Bitcoin to Hit $100K Again

It’s possible that Bitcoin could soon climb back above $100,000—if we’re to believe two recent research contributions and technical analyses from CryptoQuant. These insights focus on miner behavior and investor sentiment, both of which have historically played a big role in Bitcoin’s price movements.

Lately, Bitcoin miners have found themselves in a tough spot. According to CryptoQuant, miners’ profits have dropped so much that they’ve entered what’s called the “extremely underpaid” zone. This happens when the money they make from mining Bitcoin doesn’t cover their costs. Two big factors play into this: mining difficulty and Bitcoin’s price.

Since the fourth Bitcoin halving in April 2024, mining has become harder. Halving cuts the reward miners get for verifying transactions, so they’re earning less Bitcoin. At the same time, mining difficulty has increased because more miners are competing, which pushes the hashrate higher. The hashrate measures how much computing power is being used to mine Bitcoin. A higher hashrate means more competition.

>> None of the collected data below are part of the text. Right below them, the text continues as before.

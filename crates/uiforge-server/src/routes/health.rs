//! Health and identity endpoints.

use axum::{Extension, Json, Router, routing::get};
use serde::{Deserialize, Serialize};

use crate::auth::Identity;
use crate::state::AppState;

/// Health check response.
#[derive(Debug, Serialize, Deserialize)]
pub struct HealthResponse {
    /// Service status.
    pub status: String,
    /// Service version.
    pub version: String,
}

/// The identity a request resolved to.
#[derive(Debug, Serialize, Deserialize)]
#[serde(rename_all = "camelCase")]
pub struct WhoAmIResponse {
    pub user_id: String,
}

/// Simple health check (no auth required).
pub async fn health() -> Json<HealthResponse> {
    Json(HealthResponse {
        status: "ok".to_string(),
        version: env!("CARGO_PKG_VERSION").to_string(),
    })
}

/// GET /api/v1/me
pub async fn whoami_handler(Extension(identity): Extension<Identity>) -> Json<WhoAmIResponse> {
    Json(WhoAmIResponse {
        user_id: identity.user_id().to_string(),
    })
}

/// Create health check routes.
pub fn health_routes() -> Router<AppState> {
    Router::new().route("/health", get(health))
}
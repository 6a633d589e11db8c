//! Error types for the server.

use axum::{
    Json,
    extract::rejection::JsonRejection,
    http::StatusCode,
    response::{IntoResponse, Response},
};
use serde::{Deserialize, Serialize};
use thiserror::Error;

use uiforge_llm::LlmError;

/// Message returned for every failure whose detail stays in the logs.
const INTERNAL_MESSAGE: &str = "Internal server error";

/// Server error type.
#[derive(Debug, Error)]
pub enum ServerError {
    /// Resource not found.
    #[error("Not found: {0}")]
    NotFound(String),

    /// Bad request.
    #[error("Bad request: {0}")]
    BadRequest(String),

    /// Upstream provider throttled us.
    #[error("Rate limit exceeded: {0}")]
    RateLimited(String),

    /// A dependency is not configured or did not answer.
    #[error("Service unavailable: {0}")]
    ServiceUnavailable(String),

    /// Upstream provider returned something unusable.
    #[error("Upstream error: {0}")]
    BadGateway(String),

    /// Internal server error.
    #[error("Internal error: {0}")]
    Internal(String),
}

impl From<uiforge_session::Error> for ServerError {
    fn from(e: uiforge_session::Error) -> Self {
        match e {
            uiforge_session::Error::NotFound(_) => {
                ServerError::NotFound("Session not found".to_string())
            }
            other => ServerError::Internal(other.to_string()),
        }
    }
}

impl From<LlmError> for ServerError {
    fn from(e: LlmError) -> Self {
        match e {
            LlmError::InvalidRequest(msg) => ServerError::BadRequest(msg),
            LlmError::RateLimited(msg) => ServerError::RateLimited(msg),
            LlmError::Timeout(_) | LlmError::Network(_) | LlmError::Config(_) => {
                ServerError::ServiceUnavailable(e.to_string())
            }
            LlmError::Backend { .. } | LlmError::EmptyResponse | LlmError::Serialization(_) => {
                ServerError::BadGateway(e.to_string())
            }
        }
    }
}

impl From<JsonRejection> for ServerError {
    fn from(rejection: JsonRejection) -> Self {
        ServerError::BadRequest(rejection.body_text())
    }
}

/// Result type for server operations.
pub type Result<T> = std::result::Result<T, ServerError>;

/// Error response body.
#[derive(Debug, Serialize, Deserialize)]
pub struct ErrorResponse {
    /// Error code for programmatic handling.
    pub code: String,
    /// Human-readable error message.
    pub message: String,
}

impl ServerError {
    fn status_and_code(&self) -> (StatusCode, &'static str) {
        match self {
            ServerError::NotFound(_) => (StatusCode::NOT_FOUND, "not_found"),
            ServerError::BadRequest(_) => (StatusCode::BAD_REQUEST, "bad_request"),
            ServerError::RateLimited(_) => (StatusCode::TOO_MANY_REQUESTS, "rate_limited"),
            ServerError::ServiceUnavailable(_) => {
                (StatusCode::SERVICE_UNAVAILABLE, "service_unavailable")
            }
            ServerError::BadGateway(_) => (StatusCode::BAD_GATEWAY, "upstream_error"),
            ServerError::Internal(_) => (StatusCode::INTERNAL_SERVER_ERROR, "internal_error"),
        }
    }
}

impl IntoResponse for ServerError {
    fn into_response(self) -> Response {
        let (status, code) = self.status_and_code();

        let message = match &self {
            ServerError::Internal(detail) => {
                tracing::error!(status = %status, code, error = %detail, "Server error");
                INTERNAL_MESSAGE.to_string()
            }
            ServerError::ServiceUnavailable(_) | ServerError::BadGateway(_) => {
                tracing::warn!(status = %status, code, error = %self, "Upstream error");
                self.to_string()
            }
            _ => {
                tracing::debug!(status = %status, code, error = %self, "Client error");
                self.to_string()
            }
        };

        let body = ErrorResponse {
            code: code.to_string(),
            message,
        };

        (status, Json(body)).into_response()
    }
}
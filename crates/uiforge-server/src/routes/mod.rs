//! API routes.

pub mod generate;
pub mod health;
pub mod sessions;

pub use generate::{GenerateRequest, GenerateResponse, generate_handler};
pub use health::{HealthResponse, WhoAmIResponse, health_routes, whoami_handler};
pub use sessions::{
    DeleteSessionResponse, ListSessionsResponse, SessionResponse, create_session_handler,
    delete_session_handler, get_session_handler, list_sessions_handler, update_session_handler,
};
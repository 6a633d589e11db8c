//! Error types for session operations.

/// Error type for session operations.
#[derive(Debug, thiserror::Error)]
pub enum Error {
    /// Session does not exist for the requesting owner.
    #[error("Session not found: {0}")]
    NotFound(String),

    /// The fast cache rejected or failed a call.
    #[error("Cache error: {0}")]
    Cache(String),

    /// The durable store rejected or failed a call.
    #[error("Store error: {0}")]
    Store(String),

    /// A session record could not be encoded or decoded.
    #[error("Serialization error: {0}")]
    Serialization(#[from] serde_json::Error),
}

/// Result type for session operations.
pub type Result<T> = std::result::Result<T, Error>;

But here’s the catch—while mining is getting harder and more expensive, Bitcoin’s price has dropped after reaching its recent all-time high. So, miners are spending more to mine Bitcoin, but they’re earning less from selling it. This has led many miners to start selling off their Bitcoin to cover costs. In fact, CryptoQuant points out that miner-to-exchange flows—the amount of Bitcoin miners are sending to exchanges to sell—have reached extreme levels.

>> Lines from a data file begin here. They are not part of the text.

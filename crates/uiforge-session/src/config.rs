//! Configuration for the session manager and the in-process cache.

use std::time::Duration;

/// Default cache lifetime for draft sessions (no messages yet).
pub const DEFAULT_DRAFT_TTL: Duration = Duration::from_secs(60 * 60);

/// Default cache lifetime for persisted sessions.
pub const DEFAULT_PERSISTED_TTL: Duration = Duration::from_secs(24 * 60 * 60);

/// Default prefix for every cache key written by the session manager.
pub const DEFAULT_KEY_PREFIX: &str = "uiforge";

/// Default maximum number of entries held by [`MemoryCache`](crate::MemoryCache).
pub const DEFAULT_MAX_ENTRIES: usize = 10_000;

/// Lifecycle policy applied by the [`SessionManager`](crate::SessionManager).
#[derive(Debug, Clone)]
pub struct SessionPolicy {
    /// Cache TTL for drafts.
    pub draft_ttl: Duration,

    /// Cache TTL for persisted sessions.
    pub persisted_ttl: Duration,

    /// Prefix for cache keys.
    pub key_prefix: String,
}

impl Default for SessionPolicy {
    fn default() -> Self {
        Self {
            draft_ttl: DEFAULT_DRAFT_TTL,
            persisted_ttl: DEFAULT_PERSISTED_TTL,
            key_prefix: DEFAULT_KEY_PREFIX.to_string(),
        }
    }
}

impl SessionPolicy {
    /// Create a policy with default values.
    pub fn new() -> Self {
        Self::default()
    }

    /// Set the draft TTL.
    pub fn with_draft_ttl(mut self, ttl: Duration) -> Self {
        self.draft_ttl = ttl;
        self
    }

    /// Set the persisted TTL.
    pub fn with_persisted_ttl(mut self, ttl: Duration) -> Self {
        self.persisted_ttl = ttl;
        self
    }

    /// Set the cache key prefix.
    pub fn with_key_prefix(mut self, prefix: impl Into<String>) -> Self {
        self.key_prefix = prefix.into();
        self
    }

    /// TTL for a record in the given state.
    pub fn ttl_for(&self, is_temporary: bool) -> Duration {
        if is_temporary {
            self.draft_ttl
        } else {
            self.persisted_ttl
        }
    }
}

/// Configuration for the in-process cache.
#[derive(Debug, Clone)]
pub struct CacheConfig {
    /// Maximum number of entries before LRU eviction.
    pub max_entries: usize,

    /// Whether to run periodic cleanup of expired entries.
    /// If false, expired entries are only dropped on access.
    pub enable_cleanup_task: bool,

    /// Interval for the cleanup task (if enabled).
    pub cleanup_interval: Duration,
}

impl Default for CacheConfig {
    fn default() -> Self {
        Self {
            max_entries: DEFAULT_MAX_ENTRIES,
            enable_cleanup_task: true,
            cleanup_interval: Duration::from_secs(60),
        }
    }
}

impl CacheConfig {
    /// Create a new configuration with default values.
    pub fn new() -> Self {
        Self::default()
    }

    /// Set the maximum number of cached entries.
    pub fn with_max_entries(mut self, max: usize) -> Self {
        self.max_entries = max;
        self
    }

    /// Enable or disable the background cleanup task.
    pub fn with_cleanup_task(mut self, enabled: bool) -> Self {
        self.enable_cleanup_task = enabled;
        self
    }

    /// Set the cleanup interval.
    pub fn with_cleanup_interval(mut self, interval: Duration) -> Self {
        self.cleanup_interval = interval;
        self
    }
}

#[cfg(test)]
mod tests {
    use super::*;

    #[test]
    fn test_ttl_for_state() {
        let policy = SessionPolicy::new()
            .with_draft_ttl(Duration::from_secs(5))
            .with_persisted_ttl(Duration::from_secs(50));

        assert_eq!(policy.ttl_for(true), Duration::from_secs(5));
        assert_eq!(policy.ttl_for(false), Duration::from_secs(50));
    }

    #[test]
    fn test_defaults_keep_drafts_shorter() {
        let policy = SessionPolicy::default();
        assert!(policy.draft_ttl < policy.persisted_ttl);
        assert_eq!(policy.key_prefix, DEFAULT_KEY_PREFIX);
    }
}
//! CLI integration tests for the uiforge command-line interface.
//!
//! These tests do not start a server; they cover argument parsing and the
//! config subcommands.

use assert_cmd::Command;
use predicates::prelude::*;
use tempfile::TempDir;

/// A uiforge command isolated to `dir` for both user config and cwd.
fn uiforge(dir: &TempDir) -> Command {
    let mut cmd = Command::cargo_bin("uiforge").unwrap();
    cmd.env("UIFORGE_CONFIG_DIR", dir.path())
        .env_remove("UIFORGE_CONFIG")
        .env_remove("GEMINI_API_KEY")
        .env_remove("RUST_LOG")
        .current_dir(dir.path());
    cmd
}

#[test]
fn test_help_lists_subcommands() {
    let dir = TempDir::new().unwrap();
    uiforge(&dir)
        .arg("--help")
        .assert()
        .success()
        .stdout(predicate::str::contains("start"))
        .stdout(predicate::str::contains("config"));
}

#[test]
fn test_version_displays() {
    let dir = TempDir::new().unwrap();
    uiforge(&dir)
        .arg("--version")
        .assert()
        .success()
        .stdout(predicate::str::contains("uiforge"));
}

#[test]
fn test_start_help_shows_overrides() {
    let dir = TempDir::new().unwrap();
    uiforge(&dir)
        .args(["start", "--help"])
        .assert()
        .success()
        .stdout(predicate::str::contains("--port"))
        .stdout(predicate::str::contains("--redis-url"))
        .stdout(predicate::str::contains("--db"));
}

#[test]
fn test_unknown_subcommand_fails() {
    let dir = TempDir::new().unwrap();
    uiforge(&dir).arg("frobnicate").assert().failure();
}

#[test]
fn test_config_path_uses_env_override() {
    let dir = TempDir::new().unwrap();
    uiforge(&dir)
        .args(["config", "path"])
        .assert()
        .success()
        .stdout(predicate::str::contains("config.toml"))
        .stdout(predicate::str::contains(
            dir.path().to_string_lossy().into_owned(),
        ));
}

#[test]
fn test_config_show_defaults() {
    let dir = TempDir::new().unwrap();
    uiforge(&dir)
        .args(["config", "show"])
        .assert()
        .success()
        .stdout(predicate::str::contains("No config files loaded"))
        .stdout(predicate::str::contains("127.0.0.1:8080"))
        .stdout(predicate::str::contains("local mode"))
        .stdout(predicate::str::contains("no key"));
}

#[test]
fn test_config_show_reads_project_file() {
    let dir = TempDir::new().unwrap();
    std::fs::write(
        dir.path().join("uiforge.toml"),
        "[server]\nport = 9123\n\n[auth.tokens]\nalice = \"t\"\n",
    )
    .unwrap();

    uiforge(&dir)
        .args(["config", "show"])
        .assert()
        .success()
        .stdout(predicate::str::contains("127.0.0.1:9123"))
        .stdout(predicate::str::contains("token users: alice"));
}

#[test]
fn test_config_init_local_then_which() {
    let dir = TempDir::new().unwrap();
    uiforge(&dir)
        .args(["config", "init", "--local"])
        .assert()
        .success()
        .stdout(predicate::str::contains("Created"));
    assert!(dir.path().join("uiforge.toml").is_file());

    uiforge(&dir)
        .args(["config", "which"])
        .assert()
        .success()
        .stdout(predicate::str::contains("1 config file(s) loaded."));
}

#[test]
fn test_invalid_config_is_rejected() {
    let dir = TempDir::new().unwrap();
    let path = dir.path().join("bad.toml");
    std::fs::write(&path, "[cache]\nbackend = \"redis\"\n").unwrap();

    uiforge(&dir)
        .arg("--config")
        .arg(&path)
        .args(["config", "show"])
        .assert()
        .failure()
        .stderr(predicate::str::contains("redis_url"));
}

When miners can’t keep up with costs and are forced to sell in large amounts, it’s called miner capitulation. Historically, when this happens, Bitcoin’s price has often bounced back in the mid-term. It’s like a reset button for the market. One way to keep an eye on this is through the Hash Ribbons indicator, which can signal when a major miner capitulation is about to happen.

Will Bitcoin Rebound After Extreme Fear?

Another interesting signal comes from looking at Binance funding rates. Funding rates are fees paid between traders in the futures market—positive rates mean people are bullish (expecting prices to rise), and negative rates mean they’re bearish (expecting prices to fall).

Recently, there was a big liquidation of long positions, which are bets that Bitcoin’s price will go up. Since then, investor sentiment has been stuck in fear mode. After Bitcoin hit its all-time high, funding rates started to drop, warning us that those liquidations might happen—and they did.

CryptoQuant’s research shows that in bull markets, Bitcoin often rebounds after funding rates turn negative due to large-scale liquidations. On most futures exchanges, Bitcoin’s price saw a small bounce after hitting negative funding rates but eventually corrected further. But Binance—which handles a huge chunk of global trading, especially from retail investors like you and me—tells a different story. (Futures exchanges are platforms where traders buy and sell contracts that bet on the future price of Bitcoin instead of the actual Bitcoin itself.)

On Binance, negative funding rates are less common, but when they do happen, Bitcoin’s price has often climbed back up sharply. This suggests that when fear takes over and people expect the worst, Bitcoin tends to do the opposite. Historically, Bitcoin has performed well when most traders are too scared to stay in the market.

So, what does this mean for us? If Bitcoin’s price drops further and pushes Binance funding rates into negative territory, we might see another rebound. Keeping an eye on these funding rates could give us a clue about when Bitcoin’s next move might happen.

In short, between miner capitulation and funding rate signals, there are hints that Bitcoin could bounce back after the recent declines. If these patterns hold true, we might even see Bitcoin pushing past the $100,000 mark again. Just a few percent increase in price is needed for that with Bitcoin trading at $97,500 currently according to CoinMarketCap data.